* _Problem to solve_: Return every line from the records below in which the word "User" is found.

Stored data
+ + + +

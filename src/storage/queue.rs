//! Job queue operations: delayed delivery, dedup, claim, retry, dead-letter.
//!
//! Dedup is the partial unique index on `(kind, dedup_key)` over non-dead
//! jobs — re-enqueueing a live or completed key is a structural no-op,
//! which is what makes hourly re-sweeps safe. Retry backoff doubles from
//! one second; exhaustion goes dead and releases the key.

use chrono::{DateTime, Duration, Utc};
use rusqlite::{Connection, OptionalExtension, params};

use crate::error::{Error, Result};
use crate::model::*;

use super::care::{bad_column, parse_uuid};
use super::{Storage, TxContext};

/// Outcome of a job failure: retry later or give up.
#[derive(Debug, Clone, Copy, PartialEq, Eq)]
pub enum FailOutcome {
    Retry { run_at: DateTime<Utc> },
    Dead,
}

/// How long a RUNNING job may sit unsettled before it is considered
/// abandoned (worker crashed between claim and settle) and becomes
/// claimable again.
pub const VISIBILITY_TIMEOUT: Duration = Duration::minutes(5);

impl TxContext<'_> {
    /// Enqueue if no live job holds this key. Returns the new job id, or
    /// None when deduplicated.
    pub fn enqueue_job(
        &mut self,
        kind: JobKind,
        dedup_key: &str,
        payload: &serde_json::Value,
        run_at: DateTime<Utc>,
    ) -> Result<Option<JobId>> {
        enqueue_job_on(self.tx, kind, dedup_key, payload, run_at)
    }
}

impl Storage {
    pub fn enqueue_job(
        &mut self,
        kind: JobKind,
        dedup_key: &str,
        payload: &serde_json::Value,
        run_at: DateTime<Utc>,
    ) -> Result<Option<JobId>> {
        enqueue_job_on(&self.conn, kind, dedup_key, payload, run_at)
    }

    /// Claim the next due job of a kind: oldest `run_at` first, flipped to
    /// RUNNING atomically. Returns None when nothing is due.
    ///
    /// RUNNING jobs whose `updated_at` is older than [`VISIBILITY_TIMEOUT`]
    /// are treated as abandoned and reclaimed — claiming bumps `attempts`,
    /// so a job that keeps wedging its worker still dead-letters.
    pub fn claim_due_job(&mut self, kind: JobKind, now: DateTime<Utc>) -> Result<Option<Job>> {
        let tx = self.conn.transaction()?;
        let stale_before = (now - VISIBILITY_TIMEOUT).to_rfc3339();

        let job = tx
            .query_row(
                "SELECT * FROM jobs
                 WHERE kind = ?1
                   AND ((state = 'scheduled' AND run_at <= ?2)
                     OR (state = 'running' AND updated_at <= ?3))
                 ORDER BY run_at ASC, created_at ASC
                 LIMIT 1",
                params![kind.as_str(), now.to_rfc3339(), stale_before],
                row_to_job,
            )
            .optional()?;

        let Some(job) = job else {
            return Ok(None);
        };

        let n = tx.execute(
            "UPDATE jobs SET state = 'running', attempts = attempts + 1, updated_at = ?1
             WHERE id = ?2
               AND ((state = 'scheduled' AND run_at <= ?3)
                 OR (state = 'running' AND updated_at <= ?4))",
            params![
                now.to_rfc3339(),
                job.id.0.to_string(),
                now.to_rfc3339(),
                stale_before
            ],
        )?;
        if n == 0 {
            // Raced by another worker on the same storage handle.
            return Ok(None);
        }

        tx.commit()?;
        self.get_job(job.id).map(Some)
    }

    pub fn get_job(&self, id: JobId) -> Result<Job> {
        self.conn
            .query_row(
                "SELECT * FROM jobs WHERE id = ?1",
                params![id.0.to_string()],
                row_to_job,
            )
            .optional()?
            .ok_or_else(|| Error::NotFound(format!("job {id}")))
    }

    pub fn list_jobs(&self, kind: JobKind, state: JobState) -> Result<Vec<Job>> {
        let mut stmt = self.conn.prepare(
            "SELECT * FROM jobs WHERE kind = ?1 AND state = ?2 ORDER BY run_at ASC",
        )?;
        let jobs = stmt
            .query_map(params![kind.as_str(), state.as_str()], row_to_job)?
            .collect::<std::result::Result<Vec<_>, _>>()?;
        Ok(jobs)
    }

    /// Retire a running job as done. Its dedup key stays occupied.
    pub fn complete_job(&mut self, id: JobId) -> Result<()> {
        let n = self.conn.execute(
            "UPDATE jobs SET state = 'completed', updated_at = ?1
             WHERE id = ?2 AND state = 'running'",
            params![Utc::now().to_rfc3339(), id.0.to_string()],
        )?;
        if n == 0 {
            return Err(Error::InvalidTransition {
                entity: "job",
                from: "?".to_string(),
                to: "completed".to_string(),
            });
        }
        Ok(())
    }

    /// Record a failure: reschedule with exponential backoff while
    /// attempts remain, otherwise dead-letter.
    pub fn fail_job(&mut self, id: JobId, error: &str, now: DateTime<Utc>) -> Result<FailOutcome> {
        let job = self.get_job(id)?;
        if job.state != JobState::Running {
            return Err(Error::InvalidTransition {
                entity: "job",
                from: job.state.as_str().to_string(),
                to: "scheduled".to_string(),
            });
        }

        if job.attempts >= job.max_attempts {
            self.conn.execute(
                "UPDATE jobs SET state = 'dead', last_error = ?1, updated_at = ?2
                 WHERE id = ?3 AND state = 'running'",
                params![error, now.to_rfc3339(), id.0.to_string()],
            )?;
            return Ok(FailOutcome::Dead);
        }

        // 1s, 2s, 4s, ...
        let backoff = Duration::seconds(1i64 << (job.attempts.saturating_sub(1).min(30)));
        let run_at = now + backoff;
        self.conn.execute(
            "UPDATE jobs SET state = 'scheduled', run_at = ?1, last_error = ?2, updated_at = ?3
             WHERE id = ?4 AND state = 'running'",
            params![
                run_at.to_rfc3339(),
                error,
                now.to_rfc3339(),
                id.0.to_string()
            ],
        )?;
        Ok(FailOutcome::Retry { run_at })
    }
}

// ---------------------------------------------------------------------------
// Inner functions
// ---------------------------------------------------------------------------

fn enqueue_job_on(
    conn: &Connection,
    kind: JobKind,
    dedup_key: &str,
    payload: &serde_json::Value,
    run_at: DateTime<Utc>,
) -> Result<Option<JobId>> {
    let id = JobId::new();
    let now = Utc::now().to_rfc3339();

    let n = conn.execute(
        "INSERT INTO jobs (id, kind, dedup_key, payload, state, attempts, max_attempts,
                           run_at, created_at, updated_at)
         VALUES (?1, ?2, ?3, ?4, 'scheduled', 0, ?5, ?6, ?7, ?7)
         ON CONFLICT (kind, dedup_key) WHERE state != 'dead' DO NOTHING",
        params![
            id.0.to_string(),
            kind.as_str(),
            dedup_key,
            serde_json::to_string(payload).unwrap_or_default(),
            DEFAULT_MAX_ATTEMPTS,
            run_at.to_rfc3339(),
            now,
        ],
    )?;

    if n == 0 {
        // Dedup hit — a live job already holds this key.
        return Ok(None);
    }
    Ok(Some(id))
}

fn row_to_job(row: &rusqlite::Row) -> rusqlite::Result<Job> {
    let payload: String = row.get(3)?;
    Ok(Job {
        id: parse_uuid(row.get(0)?, JobId)?,
        kind: JobKind::from_str(&row.get::<_, String>(1)?).ok_or_else(|| bad_column("kind"))?,
        dedup_key: row.get(2)?,
        payload: serde_json::from_str(&payload).unwrap_or(serde_json::Value::Null),
        state: JobState::from_str(&row.get::<_, String>(4)?)
            .ok_or_else(|| bad_column("job state"))?,
        attempts: row.get::<_, i64>(5)? as u32,
        max_attempts: row.get::<_, i64>(6)? as u32,
        run_at: row
            .get::<_, String>(7)?
            .parse()
            .map_err(|_| bad_column("run_at"))?,
        last_error: row.get(8)?,
        created_at: row
            .get::<_, String>(9)?
            .parse()
            .map_err(|_| bad_column("created_at"))?,
        updated_at: row
            .get::<_, String>(10)?
            .parse()
            .map_err(|_| bad_column("updated_at"))?,
    })
}

#[cfg(test)]
mod tests {
    use super::*;
    use serde_json::json;

    #[test]
    fn enqueue_is_idempotent_per_key() {
        let mut storage = Storage::in_memory().unwrap();
        let now = Utc::now();

        let first = storage
            .enqueue_job(JobKind::Delivery, "p:1:morning", &json!({}), now)
            .unwrap();
        assert!(first.is_some());

        let second = storage
            .enqueue_job(JobKind::Delivery, "p:1:morning", &json!({}), now)
            .unwrap();
        assert!(second.is_none());

        // Same key, different kind — separate queue, no dedup.
        let other_kind = storage
            .enqueue_job(JobKind::Analysis, "p:1:morning", &json!({}), now)
            .unwrap();
        assert!(other_kind.is_some());
    }

    #[test]
    fn completed_job_still_occupies_its_key() {
        let mut storage = Storage::in_memory().unwrap();
        let now = Utc::now();

        let id = storage
            .enqueue_job(JobKind::Delivery, "k", &json!({}), now)
            .unwrap()
            .unwrap();
        let claimed = storage.claim_due_job(JobKind::Delivery, now).unwrap();
        assert_eq!(claimed.unwrap().id, id);
        storage.complete_job(id).unwrap();

        assert!(
            storage
                .enqueue_job(JobKind::Delivery, "k", &json!({}), now)
                .unwrap()
                .is_none()
        );
    }

    #[test]
    fn abandoned_running_job_is_reclaimed_after_visibility_timeout() {
        let mut storage = Storage::in_memory().unwrap();
        let now = Utc::now();

        let id = storage
            .enqueue_job(JobKind::Delivery, "k", &json!({}), now)
            .unwrap()
            .unwrap();
        let claimed = storage.claim_due_job(JobKind::Delivery, now).unwrap().unwrap();
        assert_eq!(claimed.id, id);

        // Worker died without settling: invisible inside the window.
        assert!(
            storage
                .claim_due_job(JobKind::Delivery, now + Duration::minutes(1))
                .unwrap()
                .is_none()
        );

        // Past the window the job is claimable again, with the extra
        // attempt on record.
        let reclaimed = storage
            .claim_due_job(
                JobKind::Delivery,
                now + VISIBILITY_TIMEOUT + Duration::seconds(1),
            )
            .unwrap()
            .expect("stale running job should be reclaimable");
        assert_eq!(reclaimed.id, id);
        assert_eq!(reclaimed.state, JobState::Running);
        assert_eq!(reclaimed.attempts, 2);
    }

    #[test]
    fn failed_job_retries_then_goes_dead() {
        let mut storage = Storage::in_memory().unwrap();
        let now = Utc::now();

        let id = storage
            .enqueue_job(JobKind::Delivery, "k", &json!({}), now)
            .unwrap()
            .unwrap();

        let mut clock = now;
        for attempt in 1..=DEFAULT_MAX_ATTEMPTS {
            // Advance past any backoff so the retry is claimable.
            clock += Duration::seconds(60);
            let job = storage
                .claim_due_job(JobKind::Delivery, clock)
                .unwrap()
                .expect("job should be claimable");
            assert_eq!(job.attempts, attempt);

            let outcome = storage.fail_job(id, "send failed", clock).unwrap();
            if attempt < DEFAULT_MAX_ATTEMPTS {
                assert!(matches!(outcome, FailOutcome::Retry { .. }));
            } else {
                assert_eq!(outcome, FailOutcome::Dead);
            }
        }

        // Dead job releases the key.
        assert!(
            storage
                .enqueue_job(JobKind::Delivery, "k", &json!({}), now)
                .unwrap()
                .is_some()
        );
    }
}
//! Domain models for the stream status endpoint.
//!
//! These types are shared across all modules: twitch, checker, and api.

pub mod request;
pub mod twitch;
pub mod status;
use reqwest::StatusCode;
use thiserror::Error;

/// Failures of the upstream call chain.
///
/// All variants surface to clients as the same 500 response; the variant
/// only matters for logs.
#[derive(Debug, Error)]
pub enum CheckError {
    #[error("Token request failed: {}", .0.as_u16())]
    UpstreamAuth(StatusCode),
    #[error("User lookup failed: {}", .0.as_u16())]
    UpstreamLookup(StatusCode),
    #[error("Stream check failed: {}", .0.as_u16())]
    UpstreamStream(StatusCode),
    #[error("{0}")]
    Http(#[from] reqwest::Error),
}

#[derive(Debug, Error)]
pub enum ConfigError {
    #[error("invalid configuration: {0}")]
    Env(#[from] envy::Error),
}

#[cfg(test)]
mod tests {
    use super::*;

    #[test]
    fn test_status_errors_carry_the_upstream_status() {
        let err = CheckError::UpstreamAuth(StatusCode::BAD_REQUEST);
        assert_eq!(err.to_string(), "Token request failed: 400");

        let err = CheckError::UpstreamLookup(StatusCode::UNAUTHORIZED);
        assert_eq!(err.to_string(), "User lookup failed: 401");

        let err = CheckError::UpstreamStream(StatusCode::SERVICE_UNAVAILABLE);
        assert_eq!(err.to_string(), "Stream check failed: 503");
    }
}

+ + + +

* _Finished task_:
    #[error("User lookup failed: {}", .0.as_u16())]
        assert_eq!(err.to_string(), "User lookup failed: 401");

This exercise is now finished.